Saved data entries:
========

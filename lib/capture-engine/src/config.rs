use crate::{CaptureError, frame_pool::min_pool_slots, timed_signal::DEFAULT_BASE_RATE};
use derivative::Derivative;
use derive_setters::Setters;
use serde::{Deserialize, Serialize};
use std::time::Duration;

pub const DEFAULT_WRITER_LANES: usize = 8;
pub const MAX_WRITER_LANES: usize = 16;
pub const FIX_PARTIAL_FIRST_FRAME_NUM: u32 = 3;

/// What to do when a framed stream loses alignment.
#[derive(Debug, Clone, Copy, PartialEq, Eq, Serialize, Deserialize)]
pub enum ResyncPolicy {
    /// Read and discard up to the next frame boundary
    Scan,

    /// Wait a little and hope the next reads land on a boundary
    SleepAndGuess,
}

impl Default for ResyncPolicy {
    fn default() -> Self {
        if cfg!(any(target_os = "macos", target_os = "windows")) {
            ResyncPolicy::SleepAndGuess
        } else {
            ResyncPolicy::Scan
        }
    }
}

#[derive(Debug, Clone, Derivative, Setters)]
#[derivative(Default)]
#[setters(prefix = "with_")]
pub struct EngineConfig {
    /// Concurrently outstanding reads, capped by what the device allows
    #[derivative(Default(value = "DEFAULT_WRITER_LANES"))]
    pub writer_lanes: usize,

    /// Pool size, `None` for the minimum the lane count needs
    #[setters(strip_option)]
    pub pool_slots: Option<usize>,

    /// Rate the consumer wait time is derived from
    #[derivative(Default(value = "DEFAULT_BASE_RATE"))]
    pub base_rate: f64,

    /// Frames flagged as discard candidates after (re)connect or reconfigure
    #[derivative(Default(value = "FIX_PARTIAL_FIRST_FRAME_NUM"))]
    pub cooldown_initial: u32,

    /// Timeouts in a row tolerated before the device counts as gone
    #[derivative(Default(value = "8"))]
    pub max_consecutive_timeouts: u32,

    /// Timeout of a single blocking read
    #[derivative(Default(value = "Duration::from_millis(500)"))]
    pub read_timeout: Duration,

    /// Bound on waiting for outstanding reads to come back
    #[derivative(Default(value = "Duration::from_millis(500)"))]
    pub drain_timeout: Duration,

    /// Misalignment that lasts longer than this triggers a hard resync
    #[derivative(Default(value = "Duration::from_millis(50)"))]
    pub resync_after: Duration,

    /// Timeout of each direct read while resyncing
    #[derivative(Default(value = "Duration::from_millis(50)"))]
    pub resync_read_timeout: Duration,

    /// Bound on one whole hard resync
    #[derivative(Default(value = "Duration::from_secs(2)"))]
    pub resync_timeout: Duration,

    pub resync_policy: ResyncPolicy,

    /// Sleep between checks while no device is connected
    #[derivative(Default(value = "Duration::from_millis(1)"))]
    pub poll_interval: Duration,
}

impl EngineConfig {
    pub fn new() -> Self {
        Self::default()
    }

    pub fn slots(&self) -> usize {
        self.pool_slots
            .unwrap_or_else(|| min_pool_slots(self.writer_lanes))
    }

    pub fn validate(&self) -> Result<(), CaptureError> {
        if self.writer_lanes == 0 || self.writer_lanes > MAX_WRITER_LANES {
            return Err(CaptureError::InvalidConfig(format!(
                "writer lanes must be within 1..={MAX_WRITER_LANES}, got {}",
                self.writer_lanes
            )));
        }

        let min_slots = min_pool_slots(self.writer_lanes);
        if self.slots() < min_slots {
            return Err(CaptureError::InvalidConfig(format!(
                "{} lanes need at least {min_slots} pool slots, got {}",
                self.writer_lanes,
                self.slots()
            )));
        }

        if self.base_rate.is_nan() || self.base_rate <= 0.0 {
            return Err(CaptureError::InvalidConfig(format!(
                "base rate must be positive, got {}",
                self.base_rate
            )));
        }

        Ok(())
    }
}

#[cfg(test)]
mod tests {
    use super::*;

    #[test]
    fn test_defaults() {
        let config = EngineConfig::new();
        assert_eq!(config.writer_lanes, 8);
        assert_eq!(config.slots(), 11);
        assert_eq!(config.cooldown_initial, 3);
        assert!(config.validate().is_ok());
    }

    #[test]
    fn test_pool_follows_lanes() {
        let config = EngineConfig::new().with_writer_lanes(5);
        assert_eq!(config.slots(), 8);
    }

    #[test]
    fn test_validate() {
        assert!(EngineConfig::new().with_writer_lanes(0).validate().is_err());
        assert!(EngineConfig::new().with_writer_lanes(17).validate().is_err());
        assert!(
            EngineConfig::new()
                .with_writer_lanes(4)
                .with_pool_slots(6)
                .validate()
                .is_err()
        );
        assert!(EngineConfig::new().with_base_rate(0.0).validate().is_err());
        assert!(EngineConfig::new().with_base_rate(f64::NAN).validate().is_err());
        assert!(
            EngineConfig::new()
                .with_writer_lanes(1)
                .with_pool_slots(8)
                .validate()
                .is_ok()
        );
    }
}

========

#### About this task:
Type the entries out again so that they match exactly.

#### Solution for this problem:
filename lib/capture-engine/src/config.rs
use crate::{CaptureError, frame_pool::min_pool_slots, timed_signal::DEFAULT_BASE_RATE};
use derivative::Derivative;
use derive_setters::Setters;
use serde::{Deserialize, Serialize};
use std::time::Duration;

pub const DEFAULT_WRITER_LANES: usize = 8;
pub const MAX_WRITER_LANES: usize = 16;
pub const FIX_PARTIAL_FIRST_FRAME_NUM: u32 = 3;

/// What to do when a framed stream loses alignment.
#[derive(Debug, Clone, Copy, PartialEq, Eq, Serialize, Deserialize)]
pub enum ResyncPolicy {
    /// Read and discard up to the next frame boundary
    Scan,

    /// Wait a little and hope the next reads land on a boundary
    SleepAndGuess,
}

impl Default for ResyncPolicy {
    fn default() -> Self {
        if cfg!(any(target_os = "macos", target_os = "windows")) {
            ResyncPolicy::SleepAndGuess
        } else {
            ResyncPolicy::Scan
        }
    }
}

#[derive(Debug, Clone, Derivative, Setters)]
#[derivative(Default)]
#[setters(prefix = "with_")]
pub struct EngineConfig {
    /// Concurrently outstanding reads, capped by what the device allows
    #[derivative(Default(value = "DEFAULT_WRITER_LANES"))]
    pub writer_lanes: usize,

    /// Pool size, `None` for the minimum the lane count needs
    #[setters(strip_option)]
    pub pool_slots: Option<usize>,

    /// Rate the consumer wait time is derived from
    #[derivative(Default(value = "DEFAULT_BASE_RATE"))]
    pub base_rate: f64,

    /// Frames flagged as discard candidates after (re)connect or reconfigure
    #[derivative(Default(value = "FIX_PARTIAL_FIRST_FRAME_NUM"))]
    pub cooldown_initial: u32,

    /// Timeouts in a row tolerated before the device counts as gone
    #[derivative(Default(value = "8"))]
    pub max_consecutive_timeouts: u32,

    /// Timeout of a single blocking read
    #[derivative(Default(value = "Duration::from_millis(500)"))]
    pub read_timeout: Duration,

    /// Bound on waiting for outstanding reads to come back
    #[derivative(Default(value = "Duration::from_millis(500)"))]
    pub drain_timeout: Duration,

    /// Misalignment that lasts longer than this triggers a hard resync
    #[derivative(Default(value = "Duration::from_millis(50)"))]
    pub resync_after: Duration,

    /// Timeout of each direct read while resyncing
    #[derivative(Default(value = "Duration::from_millis(50)"))]
    pub resync_read_timeout: Duration,

    /// Bound on one whole hard resync
    #[derivative(Default(value = "Duration::from_secs(2)"))]
    pub resync_timeout: Duration,

    pub resync_policy: ResyncPolicy,

    /// Sleep between checks while no device is connected
    #[derivative(Default(value = "Duration::from_millis(1)"))]
    pub poll_interval: Duration,
}

impl EngineConfig {
    pub fn new() -> Self {
        Self::default()
    }

    pub fn slots(&self) -> usize {
        self.pool_slots
            .unwrap_or_else(|| min_pool_slots(self.writer_lanes))
    }

    pub fn validate(&self) -> Result<(), CaptureError> {
        if self.writer_lanes == 0 || self.writer_lanes > MAX_WRITER_LANES {
            return Err(CaptureError::InvalidConfig(format!(
                "writer lanes must be within 1..={MAX_WRITER_LANES}, got {}",
                self.writer_lanes
            )));
        }

        let min_slots = min_pool_slots(self.writer_lanes);
        if self.slots() < min_slots {
            return Err(CaptureError::InvalidConfig(format!(
                "{} lanes need at least {min_slots} pool slots, got {}",
                self.writer_lanes,
                self.slots()
            )));
        }

        if self.base_rate.is_nan() || self.base_rate <= 0.0 {
            return Err(CaptureError::InvalidConfig(format!(
                "base rate must be positive, got {}",
                self.base_rate
            )));
        }

        Ok(())
    }
}

#[cfg(test)]
mod tests {
    use super::*;

    #[test]
    fn test_defaults() {
        let config = EngineConfig::new();
        assert_eq!(config.writer_lanes, 8);
        assert_eq!(config.slots(), 11);
        assert_eq!(config.cooldown_initial, 3);
        assert!(config.validate().is_ok());
    }

    #[test]
    fn test_pool_follows_lanes() {
        let config = EngineConfig::new().with_writer_lanes(5);
        assert_eq!(config.slots(), 8);
    }

    #[test]
    fn test_validate() {
        assert!(EngineConfig::new().with_writer_lanes(0).validate().is_err());
        assert!(EngineConfig::new().with_writer_lanes(17).validate().is_err());
        assert!(
            EngineConfig::new()
                .with_writer_lanes(4)
                .with_pool_slots(6)
                .validate()
                .is_err()
        );
        assert!(EngineConfig::new().with_base_rate(0.0).validate().is_err());
        assert!(EngineConfig::new().with_base_rate(f64::NAN).validate().is_err());
        assert!(
            EngineConfig::new()
                .with_writer_lanes(1)
                .with_pool_slots(8)
                .validate()
                .is_ok()
        );
    }
}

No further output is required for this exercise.